- **WHAT THE TASK REQUIRES**: In the listing below, start your output at the line with "pub fn with_capacity(capacity: Option<usize>)" and end it after the line with "if let Some(cap)", copying every line exactly.

- **DATA TO USE**:
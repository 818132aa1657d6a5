//! # bridge-core
//!
//! Shared library for the bridge console containing the domain types and the
//! realtime hub-protocol codec.
//!
//! This crate is used by both the client library and the console binary.
//! It has zero dependencies on sockets, HTTP clients, timers, or the terminal.
//!
//! # Architecture overview (for beginners)
//!
//! The bridge console talks to a small *bridge app* running on the same PC.
//! The bridge app drives a printer and a scanner and exposes them through an
//! HTTP API plus a push-notification hub.  Before anything else, the console
//! has to *pair* with the bridge: the bridge shows a 6-character code on its
//! screen, the user types it into the console, and the bridge answers with a
//! session token that authorises every later request.
//!
//! This crate (`bridge-core`) is the shared foundation.  It defines:
//!
//! - **`domain`** – The vocabulary of the application: session tokens,
//!   pairing codes, device readiness, realtime scan events, the scan log,
//!   the route table, and the JSON bodies exchanged with the HTTP API.
//!
//! - **`protocol`** – How realtime messages travel over the WebSocket.  The
//!   hub uses the SignalR JSON hub protocol: JSON records terminated by the
//!   ASCII record separator `0x1E`.

pub mod domain;
pub mod protocol;

// Re-export the most-used types at the crate root so callers can write
// `bridge_core::SessionToken` instead of `bridge_core::domain::session::SessionToken`.
pub use domain::connection::ConnectionState;
pub use domain::device::{DeviceKind, Readiness, ReadinessBadge};
pub use domain::events::{EventKind, RealtimeEvent};
pub use domain::route::{AuthPhase, Navigation, Route};
pub use domain::scan_log::ScanLog;
pub use domain::session::{PairingCode, SessionToken, ValidationError};
pub use protocol::hub::{HubMessage, HubProtocolError};
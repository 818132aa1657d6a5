//! End-to-end tests for the dashboard: HTTP status polls, commands, and
//! realtime scan events, all against local stubs.
//!
//! ```text
//!                 ┌── PrinterPanel ──┐
//! Dashboard ──────┤                  ├── ApiClient ──HTTP──► StubHttpServer
//!                 └── ScannerPanel ──┘
//!                          ▲
//!                          └── RealtimeClient ◄──WebSocket── StubHub
//! ```

mod common;

use std::sync::Arc;
use std::time::Duration;

use bridge_client::application::dashboard::{Dashboard, DashboardServices, DashboardSettings};
use bridge_client::application::printer::PRINT_COMPLETED;
use bridge_client::infrastructure::api_client::ApiClient;
use bridge_client::infrastructure::realtime::{RealtimeClient, RealtimeConfig};
use bridge_client::infrastructure::reconnect::FixedDelay;
use bridge_core::domain::events::{BatchScanProgressPayload, ScanResultPayload};
use bridge_core::domain::messages::{PATH_PRINT, PATH_PRINTER_STATUS, PATH_SCANNER_STATUS};
use bridge_core::{Readiness, ReadinessBadge, RealtimeEvent, SessionToken};
use common::{event_record, wait_until, HubScript, StubHttpServer, StubHub, StubResponse};

const WAIT: Duration = Duration::from_secs(5);

fn token() -> SessionToken {
    SessionToken::new("abc").unwrap()
}

fn realtime(base_url: &str) -> Arc<RealtimeClient> {
    let config = RealtimeConfig {
        base_url: base_url.to_string(),
        skip_negotiation: true,
        ..RealtimeConfig::default()
    };
    let policy = Arc::new(FixedDelay {
        delay: Duration::from_millis(50),
        max_attempts: Some(3),
    });
    Arc::new(RealtimeClient::new(config, policy).unwrap())
}

fn services(api_url: &str, hub: Arc<RealtimeClient>) -> DashboardServices {
    let api = Arc::new(ApiClient::new(api_url, Duration::from_secs(5)).unwrap());
    DashboardServices {
        printer_api: api.clone(),
        scanner_api: api,
        realtime: hub,
    }
}

/// Both devices ready; prints succeed without a message.
async fn ready_bridge() -> StubHttpServer {
    StubHttpServer::start(|req| match req.path.as_str() {
        PATH_PRINTER_STATUS | PATH_SCANNER_STATUS => StubResponse::json(200, r#"{"is_ready":true}"#),
        PATH_PRINT => StubResponse::json(200, "{}"),
        _ => StubResponse::json(404, r#"{"detail":"not found"}"#),
    })
    .await
}

/// The printer status endpoint fails; the badge must read
/// "connection error", not "not ready".
#[tokio::test]
async fn test_failing_printer_status_shows_connection_error_badge() {
    // Arrange
    let bridge = StubHttpServer::start(|req| match req.path.as_str() {
        PATH_PRINTER_STATUS => StubResponse::json(500, r#"{"detail":"printer driver crashed"}"#),
        _ => StubResponse::json(200, r#"{"is_ready":true}"#),
    })
    .await;
    let hub = realtime("http://127.0.0.1:1");

    // Act
    let dashboard = Dashboard::mount(
        &services(&bridge.base_url, hub.clone()),
        token(),
        &DashboardSettings::default(),
    );
    dashboard.wait_for_status().await;

    // Assert
    let snap = dashboard.snapshot();
    assert_eq!(snap.printer.readiness, Readiness::ConnectionError);
    assert_eq!(snap.printer.badge, ReadinessBadge::ConnectionError);
    assert_eq!(snap.printer.badge.label(), "connection error");
    assert_eq!(snap.scanner.badge, ReadinessBadge::Ready);

    drop(dashboard);
    hub.stop().await;
}

/// Status polls carry the session token header.
#[tokio::test]
async fn test_status_polls_send_session_token() {
    let bridge = ready_bridge().await;
    let hub = realtime("http://127.0.0.1:1");

    let dashboard = Dashboard::mount(
        &services(&bridge.base_url, hub.clone()),
        token(),
        &DashboardSettings::default(),
    );
    dashboard.wait_for_status().await;

    let polls: Vec<_> = bridge
        .requests()
        .into_iter()
        .filter(|r| r.path == PATH_PRINTER_STATUS)
        .collect();
    assert!(!polls.is_empty());
    assert!(polls.iter().all(|r| r.header("x-session-token") == Some("abc")));

    drop(dashboard);
    hub.stop().await;
}

#[tokio::test]
async fn test_empty_print_makes_no_network_call() {
    // Arrange
    let bridge = ready_bridge().await;
    let hub = realtime("http://127.0.0.1:1");
    let mut dashboard = Dashboard::mount(
        &services(&bridge.base_url, hub.clone()),
        token(),
        &DashboardSettings::default(),
    );
    dashboard.wait_for_status().await;

    // Act
    dashboard.printer_mut().set_input("   ");
    dashboard.printer_mut().print().await;

    // Assert
    assert_eq!(
        dashboard.printer().status(),
        Some("Enter some content to print.")
    );
    assert_eq!(bridge.count(PATH_PRINT), 0);

    drop(dashboard);
    hub.stop().await;
}

#[tokio::test]
async fn test_print_sends_content_and_clears_input() {
    // Arrange
    let bridge = ready_bridge().await;
    let hub = realtime("http://127.0.0.1:1");
    let mut dashboard = Dashboard::mount(
        &services(&bridge.base_url, hub.clone()),
        token(),
        &DashboardSettings::default(),
    );
    dashboard.wait_for_status().await;

    // Act
    dashboard.printer_mut().set_input("hello label");
    dashboard.printer_mut().print().await;

    // Assert
    let snap = dashboard.snapshot().printer;
    assert_eq!(snap.status.as_deref(), Some(PRINT_COMPLETED));
    assert_eq!(snap.input, "");
    let print = bridge
        .requests()
        .into_iter()
        .find(|r| r.path == PATH_PRINT)
        .unwrap();
    assert_eq!(print.body, r#"{"content":"hello label"}"#);

    drop(dashboard);
    hub.stop().await;
}

/// Scan events pushed by the hub appear in the scan log, newest first, and
/// the header indicator turns on once connected.
#[tokio::test]
async fn test_realtime_scan_events_reach_scan_log() {
    // Arrange
    let bridge = ready_bridge().await;
    let stub_hub = StubHub::start(vec![HubScript::send(vec![
        event_record(&RealtimeEvent::BatchScanProgress(BatchScanProgressPayload {
            scan_type: "document".to_string(),
            current_page: 1,
            total_pages: 1,
            content: "page-1.png".to_string(),
        })),
        event_record(&RealtimeEvent::SingleScanResult(ScanResultPayload {
            scan_type: "barcode".to_string(),
            content: "4006381333931".to_string(),
        })),
    ])])
    .await;
    let hub = realtime(&stub_hub.base_url);
    let settings = DashboardSettings {
        connection_poll_interval: Duration::from_millis(20),
        ..DashboardSettings::default()
    };

    // Act
    let dashboard = Dashboard::mount(&services(&bridge.base_url, hub.clone()), token(), &settings);

    // Assert
    assert!(wait_until(WAIT, || dashboard.scanner().log().len() == 2).await);
    assert_eq!(
        dashboard.scanner().log(),
        vec![
            "[Single scan] 4006381333931".to_string(),
            "[Batch 1/1] page-1.png".to_string(),
        ]
    );
    assert_eq!(
        dashboard.scanner().status().as_deref(),
        Some("Single scan completed.")
    );
    assert!(wait_until(WAIT, || dashboard.is_realtime_connected()).await);

    drop(dashboard);
    hub.stop().await;
}
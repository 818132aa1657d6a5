//! Most-recent-first log of scan events.

use std::collections::VecDeque;

use crate::domain::events::RealtimeEvent;

/// Default number of entries kept before the oldest ones are evicted.
pub const DEFAULT_SCAN_LOG_CAPACITY: usize = 500;

/// Ordered, most-recent-first sequence of display lines.
///
/// The log lives only in memory.  With `capacity: None` it grows without
/// bound; with `Some(n)` the oldest entries are dropped once `n` is exceeded.
#[derive(Debug, Clone, PartialEq, Eq)]
pub struct ScanLog {
    entries: VecDeque<String>,
    capacity: Option<usize>,
}

impl Default for ScanLog {
    fn default() -> Self {
        Self::with_capacity(Some(DEFAULT_SCAN_LOG_CAPACITY))
    }
}

impl ScanLog {
    /// Creates an empty log.  `None` disables eviction.
    pub fn with_capacity(capacity: Option<usize>) -> Self {
        Self {
            entries: VecDeque::new(),
            capacity,
        }
    }

    /// Prepends a line, evicting from the tail when over capacity.
    pub fn push_front(&mut self, line: impl Into<String>) {
        self.entries.push_front(line.into());
        if let Some(cap) = self.capacity {
            self.entries.truncate(cap);
        }
    }

    /// Prepends the log line for `event`.
    pub fn record(&mut self, event: &RealtimeEvent) {
        self.push_front(event.log_line());
    }

    pub fn len(&self) -> usize {
        self.entries.len()
    }

    pub fn is_empty(&self) -> bool {
        self.entries.is_empty()
    }

    /// Iterates newest first.
    pub fn iter(&self) -> impl Iterator<Item = &str> {
        self.entries.iter().map(String::as_str)
    }

    /// Copies the lines out, newest first.
    pub fn to_vec(&self) -> Vec<String> {
        self.entries.iter().cloned().collect()
    }
}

- **SOLUTION FOR THIS PROBLEM**:
    pub fn with_capacity(capacity: Option<usize>) -> Self {
        Self {
            entries: VecDeque::new(),
            capacity,
        }
    }

    /// Prepends a line, evicting from the tail when over capacity.
    pub fn push_front(&mut self, line: impl Into<String>) {
        self.entries.push_front(line.into());
        if let Some(cap) = self.capacity {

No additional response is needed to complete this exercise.